- WHAT YOU ARE ASKED TO DO:
For the word "RegistryInner", find each line in the entries where it occurs and copy that line.
-- DATASET RECORDS follows --
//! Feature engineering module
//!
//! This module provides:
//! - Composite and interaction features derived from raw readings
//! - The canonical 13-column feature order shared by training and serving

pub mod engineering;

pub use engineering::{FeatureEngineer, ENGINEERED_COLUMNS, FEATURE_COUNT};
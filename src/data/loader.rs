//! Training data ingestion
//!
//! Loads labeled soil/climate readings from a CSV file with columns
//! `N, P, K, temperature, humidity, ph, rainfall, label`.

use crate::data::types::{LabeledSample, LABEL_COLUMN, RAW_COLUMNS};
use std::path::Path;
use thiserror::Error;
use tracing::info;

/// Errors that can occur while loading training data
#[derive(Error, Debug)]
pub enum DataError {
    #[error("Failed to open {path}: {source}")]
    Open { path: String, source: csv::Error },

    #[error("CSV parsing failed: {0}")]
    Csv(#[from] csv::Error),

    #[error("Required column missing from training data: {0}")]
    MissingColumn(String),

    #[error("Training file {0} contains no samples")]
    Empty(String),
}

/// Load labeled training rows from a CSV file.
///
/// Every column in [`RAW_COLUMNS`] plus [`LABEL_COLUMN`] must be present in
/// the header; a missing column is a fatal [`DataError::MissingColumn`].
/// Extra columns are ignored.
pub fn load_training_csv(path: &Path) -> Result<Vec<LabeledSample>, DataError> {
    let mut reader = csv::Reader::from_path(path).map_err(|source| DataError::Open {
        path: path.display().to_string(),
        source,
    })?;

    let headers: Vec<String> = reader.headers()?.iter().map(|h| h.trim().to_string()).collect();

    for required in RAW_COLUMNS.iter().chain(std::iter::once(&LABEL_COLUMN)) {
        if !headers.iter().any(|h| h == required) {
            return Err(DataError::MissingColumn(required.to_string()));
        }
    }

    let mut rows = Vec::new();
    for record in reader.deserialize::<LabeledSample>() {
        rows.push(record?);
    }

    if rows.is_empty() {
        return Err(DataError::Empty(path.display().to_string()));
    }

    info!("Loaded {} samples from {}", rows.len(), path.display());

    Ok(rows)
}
-- DATASET RECORDS concluded --
-- DATASET RECORDS follows --
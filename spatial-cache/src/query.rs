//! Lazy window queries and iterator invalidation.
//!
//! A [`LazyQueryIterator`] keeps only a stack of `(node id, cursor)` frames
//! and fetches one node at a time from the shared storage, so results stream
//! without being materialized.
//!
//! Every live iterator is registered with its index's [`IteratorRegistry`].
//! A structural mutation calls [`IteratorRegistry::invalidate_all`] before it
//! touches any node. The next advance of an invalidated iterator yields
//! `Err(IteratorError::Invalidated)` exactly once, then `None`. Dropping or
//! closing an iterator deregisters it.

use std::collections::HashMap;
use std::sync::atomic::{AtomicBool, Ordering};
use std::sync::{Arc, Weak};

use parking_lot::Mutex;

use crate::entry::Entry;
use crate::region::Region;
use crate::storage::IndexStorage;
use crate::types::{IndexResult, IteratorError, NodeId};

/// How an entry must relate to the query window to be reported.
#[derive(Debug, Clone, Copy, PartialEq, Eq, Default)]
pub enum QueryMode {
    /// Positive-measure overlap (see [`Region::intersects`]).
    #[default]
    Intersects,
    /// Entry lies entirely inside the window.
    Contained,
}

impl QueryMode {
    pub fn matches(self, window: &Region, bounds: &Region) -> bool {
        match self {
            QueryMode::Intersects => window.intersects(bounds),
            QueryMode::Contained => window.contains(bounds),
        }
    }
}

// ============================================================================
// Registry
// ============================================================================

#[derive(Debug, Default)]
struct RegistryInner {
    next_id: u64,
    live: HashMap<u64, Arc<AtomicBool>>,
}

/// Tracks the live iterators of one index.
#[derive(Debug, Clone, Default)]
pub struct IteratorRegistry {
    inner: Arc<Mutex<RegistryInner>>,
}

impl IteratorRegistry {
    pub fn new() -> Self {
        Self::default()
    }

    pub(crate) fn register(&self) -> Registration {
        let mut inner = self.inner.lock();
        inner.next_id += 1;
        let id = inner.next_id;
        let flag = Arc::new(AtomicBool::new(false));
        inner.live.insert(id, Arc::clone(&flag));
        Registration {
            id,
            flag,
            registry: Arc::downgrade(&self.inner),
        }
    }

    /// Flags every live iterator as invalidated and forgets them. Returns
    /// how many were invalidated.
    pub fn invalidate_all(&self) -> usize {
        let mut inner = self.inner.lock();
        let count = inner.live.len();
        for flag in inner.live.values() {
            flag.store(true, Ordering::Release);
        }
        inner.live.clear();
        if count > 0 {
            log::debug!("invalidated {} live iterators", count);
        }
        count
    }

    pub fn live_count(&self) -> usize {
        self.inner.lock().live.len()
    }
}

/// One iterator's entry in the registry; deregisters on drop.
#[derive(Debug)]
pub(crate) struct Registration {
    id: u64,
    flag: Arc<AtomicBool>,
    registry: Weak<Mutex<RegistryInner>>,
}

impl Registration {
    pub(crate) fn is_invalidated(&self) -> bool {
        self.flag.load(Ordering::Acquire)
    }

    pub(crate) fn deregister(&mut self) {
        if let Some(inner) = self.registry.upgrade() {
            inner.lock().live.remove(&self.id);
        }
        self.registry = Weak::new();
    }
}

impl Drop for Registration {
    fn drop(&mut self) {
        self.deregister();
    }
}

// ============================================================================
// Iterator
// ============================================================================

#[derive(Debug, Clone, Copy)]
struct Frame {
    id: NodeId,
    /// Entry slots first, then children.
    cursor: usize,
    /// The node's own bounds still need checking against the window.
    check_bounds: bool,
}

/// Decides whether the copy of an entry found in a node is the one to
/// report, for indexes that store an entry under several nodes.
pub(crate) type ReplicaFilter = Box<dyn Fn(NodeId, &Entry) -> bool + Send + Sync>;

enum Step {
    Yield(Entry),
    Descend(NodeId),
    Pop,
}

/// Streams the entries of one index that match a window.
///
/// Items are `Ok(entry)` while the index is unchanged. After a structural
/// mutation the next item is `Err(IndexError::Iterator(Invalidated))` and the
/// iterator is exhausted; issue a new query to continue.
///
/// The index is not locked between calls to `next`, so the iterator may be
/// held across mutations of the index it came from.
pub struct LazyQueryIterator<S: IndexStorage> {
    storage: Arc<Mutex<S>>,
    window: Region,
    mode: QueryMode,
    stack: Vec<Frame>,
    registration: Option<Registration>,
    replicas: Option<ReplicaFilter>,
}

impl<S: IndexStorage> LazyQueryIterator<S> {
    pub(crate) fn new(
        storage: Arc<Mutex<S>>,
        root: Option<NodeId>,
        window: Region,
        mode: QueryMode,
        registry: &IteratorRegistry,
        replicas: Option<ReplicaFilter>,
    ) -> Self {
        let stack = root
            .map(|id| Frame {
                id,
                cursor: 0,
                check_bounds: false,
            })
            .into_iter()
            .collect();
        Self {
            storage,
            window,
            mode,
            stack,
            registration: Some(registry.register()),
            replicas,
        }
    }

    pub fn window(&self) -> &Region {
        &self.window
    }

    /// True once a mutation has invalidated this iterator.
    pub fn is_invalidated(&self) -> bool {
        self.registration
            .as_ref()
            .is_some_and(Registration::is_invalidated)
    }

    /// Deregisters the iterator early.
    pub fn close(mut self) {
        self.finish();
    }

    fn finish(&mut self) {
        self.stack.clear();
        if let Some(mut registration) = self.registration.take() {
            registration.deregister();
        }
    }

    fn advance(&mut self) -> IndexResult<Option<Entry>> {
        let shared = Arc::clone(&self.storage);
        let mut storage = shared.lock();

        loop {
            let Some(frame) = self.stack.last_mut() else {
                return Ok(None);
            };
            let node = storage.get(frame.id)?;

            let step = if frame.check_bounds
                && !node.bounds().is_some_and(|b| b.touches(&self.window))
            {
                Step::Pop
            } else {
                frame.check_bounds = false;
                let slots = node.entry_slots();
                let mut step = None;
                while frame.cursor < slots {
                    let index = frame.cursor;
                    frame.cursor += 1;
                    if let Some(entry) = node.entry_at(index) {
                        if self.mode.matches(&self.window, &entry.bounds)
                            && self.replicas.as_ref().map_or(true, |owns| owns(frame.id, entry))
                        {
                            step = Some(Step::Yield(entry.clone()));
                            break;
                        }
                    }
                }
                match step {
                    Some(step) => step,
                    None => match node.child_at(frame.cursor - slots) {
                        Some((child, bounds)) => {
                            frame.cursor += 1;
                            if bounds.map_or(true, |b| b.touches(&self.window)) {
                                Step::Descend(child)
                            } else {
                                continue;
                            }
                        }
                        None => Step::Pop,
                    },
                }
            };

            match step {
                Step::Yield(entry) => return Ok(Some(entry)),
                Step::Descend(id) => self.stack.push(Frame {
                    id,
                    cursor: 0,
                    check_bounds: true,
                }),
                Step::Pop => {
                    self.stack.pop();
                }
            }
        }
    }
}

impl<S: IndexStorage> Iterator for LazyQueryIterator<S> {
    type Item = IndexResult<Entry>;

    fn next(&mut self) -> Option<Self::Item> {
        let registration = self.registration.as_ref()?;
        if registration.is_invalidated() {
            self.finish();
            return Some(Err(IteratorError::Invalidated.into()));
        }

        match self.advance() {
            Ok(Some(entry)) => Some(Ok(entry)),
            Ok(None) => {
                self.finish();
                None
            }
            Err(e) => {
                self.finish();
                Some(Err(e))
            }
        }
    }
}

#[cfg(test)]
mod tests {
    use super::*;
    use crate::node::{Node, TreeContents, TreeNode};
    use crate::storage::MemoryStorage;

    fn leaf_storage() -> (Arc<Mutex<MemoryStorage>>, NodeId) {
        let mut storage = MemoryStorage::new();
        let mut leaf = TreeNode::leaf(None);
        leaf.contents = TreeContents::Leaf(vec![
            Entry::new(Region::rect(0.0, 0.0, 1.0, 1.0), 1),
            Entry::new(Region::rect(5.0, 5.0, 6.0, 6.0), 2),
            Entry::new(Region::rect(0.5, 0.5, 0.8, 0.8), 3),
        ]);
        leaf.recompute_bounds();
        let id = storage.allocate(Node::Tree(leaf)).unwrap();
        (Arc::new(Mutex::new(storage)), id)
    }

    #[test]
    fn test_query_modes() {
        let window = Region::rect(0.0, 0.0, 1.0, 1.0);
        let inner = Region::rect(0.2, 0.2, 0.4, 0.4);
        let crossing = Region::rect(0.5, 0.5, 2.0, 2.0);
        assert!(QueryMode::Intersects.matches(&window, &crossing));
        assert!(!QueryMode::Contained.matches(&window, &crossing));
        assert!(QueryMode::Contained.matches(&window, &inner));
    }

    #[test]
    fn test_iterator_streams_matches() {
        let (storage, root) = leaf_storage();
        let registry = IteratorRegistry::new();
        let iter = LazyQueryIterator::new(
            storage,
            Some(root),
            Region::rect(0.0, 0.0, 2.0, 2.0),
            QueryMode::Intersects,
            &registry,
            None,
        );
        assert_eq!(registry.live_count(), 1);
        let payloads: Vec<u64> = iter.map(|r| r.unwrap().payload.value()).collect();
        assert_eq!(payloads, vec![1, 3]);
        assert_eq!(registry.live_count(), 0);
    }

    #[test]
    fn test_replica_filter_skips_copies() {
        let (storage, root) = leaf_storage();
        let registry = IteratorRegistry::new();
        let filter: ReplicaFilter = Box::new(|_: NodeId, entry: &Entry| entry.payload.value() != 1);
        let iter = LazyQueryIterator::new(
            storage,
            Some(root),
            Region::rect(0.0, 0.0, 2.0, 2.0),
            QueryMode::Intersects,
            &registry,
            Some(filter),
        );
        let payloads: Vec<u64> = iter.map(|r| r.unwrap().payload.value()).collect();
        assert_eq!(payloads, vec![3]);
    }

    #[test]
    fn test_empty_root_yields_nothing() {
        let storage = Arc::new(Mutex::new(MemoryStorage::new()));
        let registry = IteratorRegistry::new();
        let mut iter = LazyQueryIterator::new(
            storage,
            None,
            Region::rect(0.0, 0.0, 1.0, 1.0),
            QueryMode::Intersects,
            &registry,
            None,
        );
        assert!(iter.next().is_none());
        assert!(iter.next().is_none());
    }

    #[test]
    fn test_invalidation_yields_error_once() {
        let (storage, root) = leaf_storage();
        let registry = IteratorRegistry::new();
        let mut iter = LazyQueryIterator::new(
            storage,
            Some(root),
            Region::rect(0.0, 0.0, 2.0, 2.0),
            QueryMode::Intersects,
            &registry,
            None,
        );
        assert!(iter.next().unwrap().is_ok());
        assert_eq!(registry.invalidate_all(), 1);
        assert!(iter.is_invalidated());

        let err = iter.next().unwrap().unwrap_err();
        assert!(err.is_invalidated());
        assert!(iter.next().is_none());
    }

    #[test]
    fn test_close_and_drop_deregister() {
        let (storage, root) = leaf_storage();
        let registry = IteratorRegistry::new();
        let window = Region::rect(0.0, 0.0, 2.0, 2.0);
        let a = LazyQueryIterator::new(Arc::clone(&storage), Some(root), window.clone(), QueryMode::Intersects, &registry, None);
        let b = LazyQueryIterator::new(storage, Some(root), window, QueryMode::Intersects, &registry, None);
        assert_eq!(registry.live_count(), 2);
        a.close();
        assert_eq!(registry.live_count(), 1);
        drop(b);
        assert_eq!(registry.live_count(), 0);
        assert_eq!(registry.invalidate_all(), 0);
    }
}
-- DATASET RECORDS concluded --
- SOLUTION TO THE EXERCISE:
struct RegistryInner {
    inner: Arc<Mutex<RegistryInner>>,
    registry: Weak<Mutex<RegistryInner>>,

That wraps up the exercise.